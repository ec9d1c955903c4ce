// SPDX-License-Identifier: BUSL-1.1
// Copyright (c) 2026 Alfred Jean LLC

//! LOGIN: a two-step prompt/response mechanism (`Username:` then
//! `Password:`), included as the simplest multi-`CONT` mechanism per
//! SPEC_FULL.md §6.

use authd_core::MechFlags;

use super::{AuthMethod, MechOutcome, MechStepResult, Mechanism, MechanismState};

pub struct Login;

impl Mechanism for Login {
    fn name(&self) -> &'static str {
        "LOGIN"
    }

    fn flags(&self) -> MechFlags {
        MechFlags::PLAINTEXT
    }

    fn create(&self) -> Box<dyn MechanismState> {
        Box::new(LoginState::Start)
    }
}

enum LoginState {
    Start,
    AwaitingUsername,
    AwaitingPassword { username: String },
    Done,
}

impl MechanismState for LoginState {
    fn step(&mut self, client_bytes: &[u8]) -> MechStepResult {
        match std::mem::replace(self, LoginState::Done) {
            LoginState::Start => {
                // A client that sends an initial response anyway (rather
                // than waiting for the prompt) has nowhere for that data to
                // go; fail instead of silently discarding it.
                if !client_bytes.is_empty() {
                    return MechStepResult::Done(MechOutcome::Failure);
                }
                *self = LoginState::AwaitingUsername;
                MechStepResult::Continue(b"Username:".to_vec())
            }
            LoginState::AwaitingUsername => {
                let username = match std::str::from_utf8(client_bytes) {
                    Ok(s) => s.to_string(),
                    Err(_) => return MechStepResult::Done(MechOutcome::Failure),
                };
                *self = LoginState::AwaitingPassword { username };
                MechStepResult::Continue(b"Password:".to_vec())
            }
            LoginState::AwaitingPassword { username } => {
                let password = match std::str::from_utf8(client_bytes) {
                    Ok(s) => s.to_string(),
                    Err(_) => return MechStepResult::Done(MechOutcome::Failure),
                };
                MechStepResult::Done(MechOutcome::Authenticate {
                    authzid: username.clone(),
                    authcid: username,
                    method: AuthMethod::Plain { password },
                })
            }
            LoginState::Done => MechStepResult::Done(MechOutcome::Failure),
        }
    }

    fn initial(&mut self) -> MechStepResult {
        match std::mem::replace(self, LoginState::Done) {
            LoginState::Start => {
                *self = LoginState::AwaitingUsername;
                MechStepResult::Continue(b"Username:".to_vec())
            }
            other => {
                *self = other;
                self.step(&[])
            }
        }
    }
}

+ + + + + + +

For the listing above, give the number of lines that contain the string "AuthMethod" and nothing else.

◆ ANSWER BOX ◆
2